:: WORK INSTRUCTION ::
Copy out, word for word, the lines from the start of the data below through the line containing "an audio sample.", and no others.
[INPUT MATERIAL]
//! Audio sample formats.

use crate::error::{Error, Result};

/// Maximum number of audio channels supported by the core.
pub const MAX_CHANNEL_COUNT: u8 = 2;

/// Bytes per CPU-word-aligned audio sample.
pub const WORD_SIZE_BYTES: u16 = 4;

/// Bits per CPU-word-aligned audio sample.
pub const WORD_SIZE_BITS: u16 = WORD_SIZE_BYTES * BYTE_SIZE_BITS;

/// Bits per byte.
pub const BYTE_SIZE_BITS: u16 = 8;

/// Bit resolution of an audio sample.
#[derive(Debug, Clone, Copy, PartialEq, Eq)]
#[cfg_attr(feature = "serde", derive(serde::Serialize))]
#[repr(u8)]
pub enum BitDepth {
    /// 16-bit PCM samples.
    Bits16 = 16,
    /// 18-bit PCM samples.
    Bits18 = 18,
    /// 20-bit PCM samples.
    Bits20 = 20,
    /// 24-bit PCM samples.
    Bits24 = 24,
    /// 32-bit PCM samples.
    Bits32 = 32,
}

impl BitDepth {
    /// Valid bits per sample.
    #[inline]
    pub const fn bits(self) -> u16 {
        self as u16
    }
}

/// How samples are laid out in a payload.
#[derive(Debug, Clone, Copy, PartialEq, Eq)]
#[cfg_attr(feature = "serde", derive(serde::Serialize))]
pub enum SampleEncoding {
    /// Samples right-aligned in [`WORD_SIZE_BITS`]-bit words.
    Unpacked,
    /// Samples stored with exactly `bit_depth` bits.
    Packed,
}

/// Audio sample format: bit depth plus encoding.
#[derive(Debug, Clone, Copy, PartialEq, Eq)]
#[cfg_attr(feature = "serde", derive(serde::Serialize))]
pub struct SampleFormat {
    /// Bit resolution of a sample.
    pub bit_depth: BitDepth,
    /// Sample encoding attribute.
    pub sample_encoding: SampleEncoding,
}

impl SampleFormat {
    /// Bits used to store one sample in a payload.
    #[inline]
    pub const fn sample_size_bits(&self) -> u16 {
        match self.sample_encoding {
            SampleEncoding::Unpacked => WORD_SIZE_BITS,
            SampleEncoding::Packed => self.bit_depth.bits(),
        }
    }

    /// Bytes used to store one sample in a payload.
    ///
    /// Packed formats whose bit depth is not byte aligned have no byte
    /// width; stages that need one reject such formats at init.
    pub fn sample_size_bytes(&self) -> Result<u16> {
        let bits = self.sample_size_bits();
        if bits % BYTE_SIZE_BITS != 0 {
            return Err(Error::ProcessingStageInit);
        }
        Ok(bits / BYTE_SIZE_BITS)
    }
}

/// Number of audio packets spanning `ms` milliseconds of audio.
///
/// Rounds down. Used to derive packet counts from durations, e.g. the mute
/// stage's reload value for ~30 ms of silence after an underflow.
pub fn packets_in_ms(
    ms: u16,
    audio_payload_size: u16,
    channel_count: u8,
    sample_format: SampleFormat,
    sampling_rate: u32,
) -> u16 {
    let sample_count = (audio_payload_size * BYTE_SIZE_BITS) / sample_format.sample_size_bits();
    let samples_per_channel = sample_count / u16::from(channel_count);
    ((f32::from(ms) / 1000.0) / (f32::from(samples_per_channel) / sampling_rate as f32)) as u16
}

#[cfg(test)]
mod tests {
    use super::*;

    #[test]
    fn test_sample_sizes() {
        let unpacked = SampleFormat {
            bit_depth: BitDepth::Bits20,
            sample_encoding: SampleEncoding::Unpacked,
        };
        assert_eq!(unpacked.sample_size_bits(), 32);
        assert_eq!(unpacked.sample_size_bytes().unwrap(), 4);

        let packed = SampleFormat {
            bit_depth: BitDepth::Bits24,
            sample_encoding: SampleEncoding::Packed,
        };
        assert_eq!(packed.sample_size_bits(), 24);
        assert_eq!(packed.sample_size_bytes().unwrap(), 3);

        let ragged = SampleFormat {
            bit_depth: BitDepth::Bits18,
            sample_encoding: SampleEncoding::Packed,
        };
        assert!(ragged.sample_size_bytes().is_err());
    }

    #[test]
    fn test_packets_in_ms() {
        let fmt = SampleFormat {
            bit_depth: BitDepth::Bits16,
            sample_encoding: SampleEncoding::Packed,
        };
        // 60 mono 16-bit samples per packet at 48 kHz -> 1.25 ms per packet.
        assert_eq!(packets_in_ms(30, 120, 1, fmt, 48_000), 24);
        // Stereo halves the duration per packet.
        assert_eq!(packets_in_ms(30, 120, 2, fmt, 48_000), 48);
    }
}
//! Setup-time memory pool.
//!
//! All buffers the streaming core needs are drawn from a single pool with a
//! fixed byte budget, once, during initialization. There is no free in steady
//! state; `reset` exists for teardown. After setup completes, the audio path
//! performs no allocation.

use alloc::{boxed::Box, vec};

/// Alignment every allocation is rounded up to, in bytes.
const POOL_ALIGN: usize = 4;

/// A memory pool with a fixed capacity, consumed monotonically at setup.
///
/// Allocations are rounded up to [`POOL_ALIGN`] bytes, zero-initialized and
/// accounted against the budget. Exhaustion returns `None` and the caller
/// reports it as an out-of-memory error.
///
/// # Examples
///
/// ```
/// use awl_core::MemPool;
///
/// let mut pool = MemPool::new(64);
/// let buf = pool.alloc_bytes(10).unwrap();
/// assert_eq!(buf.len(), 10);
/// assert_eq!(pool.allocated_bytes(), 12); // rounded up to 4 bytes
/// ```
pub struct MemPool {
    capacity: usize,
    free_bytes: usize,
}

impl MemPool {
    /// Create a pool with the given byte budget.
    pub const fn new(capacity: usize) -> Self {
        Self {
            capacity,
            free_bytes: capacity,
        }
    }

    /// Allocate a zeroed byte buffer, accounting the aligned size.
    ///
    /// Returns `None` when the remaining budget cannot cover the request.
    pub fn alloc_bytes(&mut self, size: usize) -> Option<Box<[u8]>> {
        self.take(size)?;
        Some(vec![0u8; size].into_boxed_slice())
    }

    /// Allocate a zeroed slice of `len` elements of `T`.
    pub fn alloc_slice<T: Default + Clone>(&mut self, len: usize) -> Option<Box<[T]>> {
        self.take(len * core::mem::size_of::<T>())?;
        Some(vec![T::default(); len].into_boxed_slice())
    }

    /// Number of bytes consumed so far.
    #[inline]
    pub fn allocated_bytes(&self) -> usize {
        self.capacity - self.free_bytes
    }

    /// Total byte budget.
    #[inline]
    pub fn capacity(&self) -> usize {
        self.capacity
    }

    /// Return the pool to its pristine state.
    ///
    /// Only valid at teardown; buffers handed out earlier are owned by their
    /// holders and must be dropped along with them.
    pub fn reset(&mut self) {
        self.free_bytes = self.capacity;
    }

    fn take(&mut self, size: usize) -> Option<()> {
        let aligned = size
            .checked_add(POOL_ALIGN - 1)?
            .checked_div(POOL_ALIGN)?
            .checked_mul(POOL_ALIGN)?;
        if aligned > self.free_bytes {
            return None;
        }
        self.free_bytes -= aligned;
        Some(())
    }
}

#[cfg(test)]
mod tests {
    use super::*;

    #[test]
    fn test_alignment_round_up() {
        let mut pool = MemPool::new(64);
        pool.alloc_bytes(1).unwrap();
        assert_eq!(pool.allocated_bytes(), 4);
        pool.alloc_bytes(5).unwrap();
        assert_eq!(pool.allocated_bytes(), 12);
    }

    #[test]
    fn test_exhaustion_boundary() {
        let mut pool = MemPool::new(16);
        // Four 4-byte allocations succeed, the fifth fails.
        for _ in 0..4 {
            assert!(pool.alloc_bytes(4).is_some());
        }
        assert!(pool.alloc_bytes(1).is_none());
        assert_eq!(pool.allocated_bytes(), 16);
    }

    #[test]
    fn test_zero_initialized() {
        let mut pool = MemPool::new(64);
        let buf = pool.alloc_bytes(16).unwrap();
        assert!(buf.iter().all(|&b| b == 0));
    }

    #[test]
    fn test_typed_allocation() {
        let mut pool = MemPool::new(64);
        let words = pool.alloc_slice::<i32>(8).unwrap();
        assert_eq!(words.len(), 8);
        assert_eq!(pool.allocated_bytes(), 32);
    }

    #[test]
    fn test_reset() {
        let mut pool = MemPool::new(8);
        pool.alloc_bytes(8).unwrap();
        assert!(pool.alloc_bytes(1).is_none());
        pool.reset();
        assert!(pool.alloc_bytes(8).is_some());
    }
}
[/INPUT MATERIAL]
:: RESPONSE TO THE TASK ::
//! Audio sample formats.

use crate::error::{Error, Result};

/// Maximum number of audio channels supported by the core.
pub const MAX_CHANNEL_COUNT: u8 = 2;

/// Bytes per CPU-word-aligned audio sample.
pub const WORD_SIZE_BYTES: u16 = 4;

/// Bits per CPU-word-aligned audio sample.
pub const WORD_SIZE_BITS: u16 = WORD_SIZE_BYTES * BYTE_SIZE_BITS;

/// Bits per byte.
pub const BYTE_SIZE_BITS: u16 = 8;

/// Bit resolution of an audio sample.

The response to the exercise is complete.